Kraken is a United States–based cryptocurrency exchange, founded in 2011. It was one of the first bitcoin exchanges to be listed on Bloomberg Terminal and is reportedly valued at US$10.8 billion, as of mid-summer 2022. The company has been the subject of several regulatory investigations since 2018, and has agreed to cumulative fines of over $30 million to resolve the disputes.

History
Kraken was co-founded in 2011 by Jesse Powell, an alumnus of California State University, Sacramento with Thanh Luu. Powell was a consultant for Mt. Gox in resolving a security issue, and began working on Kraken as a replacement anticipating its death; Gox would indeed collapse in 2014, failing security audits. In September 2013, Kraken was launched, offering Bitcoin, Litecoin, and euro trades initially before going on to add additional currencies and margin trading.

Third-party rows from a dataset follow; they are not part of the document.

//! Virtual try-on pipeline.
//!
//! Provider adapters over heterogeneous generative backends, the ordered
//! provider chain, blob store clients, the garment fetcher, collaborator
//! traits for the catalog and history stores, and the orchestrator that
//! ties them together into one never-failing run.

pub mod blob;
pub mod chain;
pub mod config;
pub mod error;
pub mod garment;
pub mod orchestrator;
pub mod provider;
pub mod store;

pub use chain::ProviderChain;
pub use error::{ProviderError, ProviderFailure, StorageError, StoreError, TryOnError};
pub use orchestrator::{TryOnOrchestrator, TryOnRequest};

In March 2014, Kraken received a $5 million Series A investment from Hummingbird Ventures and Bitcoin Opportunity Fund. A month later, Kraken became one of the first bitcoin exchanges to be listed on Bloomberg Terminal. The same year, Kraken was chosen to assist with the investigation of lost bitcoins of Mt. Gox; the bankruptcy trustees relied upon Kraken due to its proven operating history without being breached by hackers. In June 2015, Kraken opened the first dark pool for bitcoins.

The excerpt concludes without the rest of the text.